Saved entries

####################

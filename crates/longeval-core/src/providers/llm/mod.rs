//! Generation backends. One variant per backend family, selected at startup;
//! the engine only sees the trait.

pub mod fake;
pub mod local;
pub mod openai;

use async_trait::async_trait;

use crate::model::BackendKind;

/// A text-generation backend. `generate` may be slow and may fail per call;
/// the engine absorbs per-item failures and performs no retries of its own.
#[async_trait]
pub trait TextBackend: Send + Sync {
    /// One prompt in, one completion out.
    async fn generate(&self, prompt: &str) -> anyhow::Result<String>;

    /// Remote APIs tolerate concurrent in-flight calls; local models
    /// monopolize their device and are driven strictly sequentially.
    fn is_remote(&self) -> bool;

    fn model_name(&self) -> &str;

    fn kind(&self) -> BackendKind {
        if self.is_remote() {
            BackendKind::Api
        } else {
            BackendKind::Local
        }
    }
}
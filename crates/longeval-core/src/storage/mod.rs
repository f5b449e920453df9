//! Durable key/value stores for checkpointed answers and accumulated scores.
//!
//! Everything here follows one contract: whole-mapping reads and writes under
//! an advisory file lock with a bounded wait. No partial-key update primitive
//! exists; callers load, mutate in memory, and save the full mapping, which
//! keeps checkpoint and merge logic idempotent.

mod flock;
pub mod layout;
pub mod ledger;
pub mod record_store;

pub use layout::StoreLayout;
pub use ledger::{ScoreEntry, ScoreLedger};
pub use record_store::RecordStore;
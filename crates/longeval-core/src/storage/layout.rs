//! Path conventions for one (model, dataset) job inside a work directory.
//!
//! Canonical store: `{model}_{dataset}.json`; transient per-rank stores:
//! `{model}_{dataset}_{rank}.json`; predictions table:
//! `{model}_{dataset}_meta.json`; shared score ledger: `results.json`.

use std::path::{Path, PathBuf};

use crate::storage::record_store::RecordStore;

#[derive(Debug, Clone)]
pub struct StoreLayout {
    work_dir: PathBuf,
    model: String,
    dataset: String,
}

impl StoreLayout {
    pub fn new(work_dir: impl Into<PathBuf>, model: impl Into<String>, dataset: impl Into<String>) -> Self {
        Self {
            work_dir: work_dir.into(),
            model: model.into(),
            dataset: dataset.into(),
        }
    }

    pub fn work_dir(&self) -> &Path {
        &self.work_dir
    }

    /// `{model}_{dataset}`, the key this job uses in the score ledger.
    pub fn job_key(&self) -> String {
        format!("{}_{}", self.model, self.dataset)
    }

    /// The single authoritative store for this job.
    pub fn canonical(&self) -> RecordStore {
        RecordStore::new(self.work_dir.join(format!("{}.json", self.job_key())))
    }

    /// Transient store owned exclusively by one rank until merge time.
    pub fn rank_store(&self, rank: usize) -> RecordStore {
        RecordStore::new(self.work_dir.join(format!("{}_{}.json", self.job_key(), rank)))
    }

    /// Cross-run score ledger shared by every job in this work directory.
    pub fn ledger_path(&self) -> PathBuf {
        self.work_dir.join("results.json")
    }

    /// Per-item predictions table written next to the canonical store once a
    /// run completes.
    pub fn predictions_path(&self) -> PathBuf {
        self.work_dir.join(format!("{}_meta.json", self.job_key()))
    }

    /// Rendezvous directory for one launch of the sharded path. `job_id`
    /// must be shared by all ranks of a launch and unique across launches.
    pub fn barrier_dir(&self, job_id: &str) -> PathBuf {
        self.work_dir
            .join(".barriers")
            .join(format!("{}_{}", self.job_key(), job_id))
    }
}
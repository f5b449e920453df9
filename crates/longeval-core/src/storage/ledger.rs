//! Cross-run score ledger: `{model}_{dataset}` → latest score entry.
//!
//! Loaded, merged and saved as a whole mapping under the same lock discipline
//! as the answer stores; concurrent jobs writing different keys into one
//! ledger file cannot clobber each other.

use std::collections::BTreeMap;
use std::fs::OpenOptions;
use std::io::{BufReader, BufWriter, ErrorKind, Write};
use std::path::{Path, PathBuf};
use std::time::Duration;

use chrono::{DateTime, Utc};
use serde::{Deserialize, Serialize};

use crate::errors::StoreError;
use crate::storage::flock;
use crate::storage::record_store::DEFAULT_LOCK_WAIT;

#[derive(Debug, Clone, Serialize, Deserialize, PartialEq)]
pub struct ScoreEntry {
    /// Accuracy in percent.
    pub score: f64,
    /// How many items the score covers.
    pub items: usize,
    pub at: DateTime<Utc>,
}

impl ScoreEntry {
    pub fn now(score: f64, items: usize) -> Self {
        Self {
            score,
            items,
            at: Utc::now(),
        }
    }
}

#[derive(Debug, Clone)]
pub struct ScoreLedger {
    path: PathBuf,
    lock_wait: Duration,
}

impl ScoreLedger {
    pub fn new(path: impl Into<PathBuf>) -> Self {
        Self {
            path: path.into(),
            lock_wait: DEFAULT_LOCK_WAIT,
        }
    }

    pub fn path(&self) -> &Path {
        &self.path
    }

    pub fn load(&self) -> Result<BTreeMap<String, ScoreEntry>, StoreError> {
        let _lock = flock::acquire(&self.path, false, self.lock_wait)?;
        self.read_unlocked()
    }

    /// Merge one score under `job_key` into the ledger and persist it.
    pub fn record(&self, job_key: &str, entry: ScoreEntry) -> Result<(), StoreError> {
        let _lock = flock::acquire(&self.path, true, self.lock_wait)?;
        let mut scores = self.read_unlocked()?;
        scores.insert(job_key.to_string(), entry);

        let file = OpenOptions::new()
            .create(true)
            .write(true)
            .truncate(true)
            .open(&self.path)
            .map_err(|e| StoreError::io(&self.path, e))?;
        let mut writer = BufWriter::new(file);
        serde_json::to_writer_pretty(&mut writer, &scores).map_err(|e| StoreError::Parse {
            path: self.path.clone(),
            source: e,
        })?;
        writer.flush().map_err(|e| StoreError::io(&self.path, e))?;
        writer
            .into_inner()
            .map_err(|e| StoreError::io(&self.path, e.into_error()))?
            .sync_all()
            .map_err(|e| StoreError::io(&self.path, e))?;
        Ok(())
    }

    fn read_unlocked(&self) -> Result<BTreeMap<String, ScoreEntry>, StoreError> {
        let file = match OpenOptions::new().read(true).open(&self.path) {
            Ok(f) => f,
            Err(e) if e.kind() == ErrorKind::NotFound => return Ok(BTreeMap::new()),
            Err(e) => return Err(StoreError::io(&self.path, e)),
        };
        serde_json::from_reader(BufReader::new(file)).map_err(|e| StoreError::Parse {
            path: self.path.clone(),
            source: e,
        })
    }
}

####################

[Task item] What is needed is a word-for-word copy of the records.

[Exercise result]
filename crates/longeval-core/src/providers/llm/mod.rs
//! Generation backends. One variant per backend family, selected at startup;
//! the engine only sees the trait.

pub mod fake;
pub mod local;
pub mod openai;

use async_trait::async_trait;

use crate::model::BackendKind;

/// A text-generation backend. `generate` may be slow and may fail per call;
/// the engine absorbs per-item failures and performs no retries of its own.
#[async_trait]
pub trait TextBackend: Send + Sync {
    /// One prompt in, one completion out.
    async fn generate(&self, prompt: &str) -> anyhow::Result<String>;

    /// Remote APIs tolerate concurrent in-flight calls; local models
    /// monopolize their device and are driven strictly sequentially.
    fn is_remote(&self) -> bool;

    fn model_name(&self) -> &str;

    fn kind(&self) -> BackendKind {
        if self.is_remote() {
            BackendKind::Api
        } else {
            BackendKind::Local
        }
    }
}
filename crates/longeval-core/src/storage/mod.rs
repository f5b449e920453df9
//! Durable key/value stores for checkpointed answers and accumulated scores.
//!
//! Everything here follows one contract: whole-mapping reads and writes under
//! an advisory file lock with a bounded wait. No partial-key update primitive
//! exists; callers load, mutate in memory, and save the full mapping, which
//! keeps checkpoint and merge logic idempotent.

mod flock;
pub mod layout;
pub mod ledger;
pub mod record_store;

pub use layout::StoreLayout;
pub use ledger::{ScoreEntry, ScoreLedger};
pub use record_store::RecordStore;
filename crates/longeval-core/src/storage/layout.rs
//! Path conventions for one (model, dataset) job inside a work directory.
//!
//! Canonical store: `{model}_{dataset}.json`; transient per-rank stores:
//! `{model}_{dataset}_{rank}.json`; predictions table:
//! `{model}_{dataset}_meta.json`; shared score ledger: `results.json`.

use std::path::{Path, PathBuf};

use crate::storage::record_store::RecordStore;

#[derive(Debug, Clone)]
pub struct StoreLayout {
    work_dir: PathBuf,
    model: String,
    dataset: String,
}

impl StoreLayout {
    pub fn new(work_dir: impl Into<PathBuf>, model: impl Into<String>, dataset: impl Into<String>) -> Self {
        Self {
            work_dir: work_dir.into(),
            model: model.into(),
            dataset: dataset.into(),
        }
    }

    pub fn work_dir(&self) -> &Path {
        &self.work_dir
    }

    /// `{model}_{dataset}`, the key this job uses in the score ledger.
    pub fn job_key(&self) -> String {
        format!("{}_{}", self.model, self.dataset)
    }

    /// The single authoritative store for this job.
    pub fn canonical(&self) -> RecordStore {
        RecordStore::new(self.work_dir.join(format!("{}.json", self.job_key())))
    }

    /// Transient store owned exclusively by one rank until merge time.
    pub fn rank_store(&self, rank: usize) -> RecordStore {
        RecordStore::new(self.work_dir.join(format!("{}_{}.json", self.job_key(), rank)))
    }

    /// Cross-run score ledger shared by every job in this work directory.
    pub fn ledger_path(&self) -> PathBuf {
        self.work_dir.join("results.json")
    }

    /// Per-item predictions table written next to the canonical store once a
    /// run completes.
    pub fn predictions_path(&self) -> PathBuf {
        self.work_dir.join(format!("{}_meta.json", self.job_key()))
    }

    /// Rendezvous directory for one launch of the sharded path. `job_id`
    /// must be shared by all ranks of a launch and unique across launches.
    pub fn barrier_dir(&self, job_id: &str) -> PathBuf {
        self.work_dir
            .join(".barriers")
            .join(format!("{}_{}", self.job_key(), job_id))
    }
}
repository f5b449e920453df9
filename crates/longeval-core/src/storage/ledger.rs
//! Cross-run score ledger: `{model}_{dataset}` → latest score entry.
//!
//! Loaded, merged and saved as a whole mapping under the same lock discipline
//! as the answer stores; concurrent jobs writing different keys into one
//! ledger file cannot clobber each other.

use std::collections::BTreeMap;
use std::fs::OpenOptions;
use std::io::{BufReader, BufWriter, ErrorKind, Write};
use std::path::{Path, PathBuf};
use std::time::Duration;

use chrono::{DateTime, Utc};
use serde::{Deserialize, Serialize};

use crate::errors::StoreError;
use crate::storage::flock;
use crate::storage::record_store::DEFAULT_LOCK_WAIT;

#[derive(Debug, Clone, Serialize, Deserialize, PartialEq)]
pub struct ScoreEntry {
    /// Accuracy in percent.
    pub score: f64,
    /// How many items the score covers.
    pub items: usize,
    pub at: DateTime<Utc>,
}

impl ScoreEntry {
    pub fn now(score: f64, items: usize) -> Self {
        Self {
            score,
            items,
            at: Utc::now(),
        }
    }
}

#[derive(Debug, Clone)]
pub struct ScoreLedger {
    path: PathBuf,
    lock_wait: Duration,
}

impl ScoreLedger {
    pub fn new(path: impl Into<PathBuf>) -> Self {
        Self {
            path: path.into(),
            lock_wait: DEFAULT_LOCK_WAIT,
        }
    }

    pub fn path(&self) -> &Path {
        &self.path
    }

    pub fn load(&self) -> Result<BTreeMap<String, ScoreEntry>, StoreError> {
        let _lock = flock::acquire(&self.path, false, self.lock_wait)?;
        self.read_unlocked()
    }

    /// Merge one score under `job_key` into the ledger and persist it.
    pub fn record(&self, job_key: &str, entry: ScoreEntry) -> Result<(), StoreError> {
        let _lock = flock::acquire(&self.path, true, self.lock_wait)?;
        let mut scores = self.read_unlocked()?;
        scores.insert(job_key.to_string(), entry);

        let file = OpenOptions::new()
            .create(true)
            .write(true)
            .truncate(true)
            .open(&self.path)
            .map_err(|e| StoreError::io(&self.path, e))?;
        let mut writer = BufWriter::new(file);
        serde_json::to_writer_pretty(&mut writer, &scores).map_err(|e| StoreError::Parse {
            path: self.path.clone(),
            source: e,
        })?;
        writer.flush().map_err(|e| StoreError::io(&self.path, e))?;
        writer
            .into_inner()
            .map_err(|e| StoreError::io(&self.path, e.into_error()))?
            .sync_all()
            .map_err(|e| StoreError::io(&self.path, e))?;
        Ok(())
    }

    fn read_unlocked(&self) -> Result<BTreeMap<String, ScoreEntry>, StoreError> {
        let file = match OpenOptions::new().read(true).open(&self.path) {
            Ok(f) => f,
            Err(e) if e.kind() == ErrorKind::NotFound => return Ok(BTreeMap::new()),
            Err(e) => return Err(StoreError::io(&self.path, e)),
        };
        serde_json::from_reader(BufReader::new(file)).map_err(|e| StoreError::Parse {
            path: self.path.clone(),
            source: e,
        })
    }
}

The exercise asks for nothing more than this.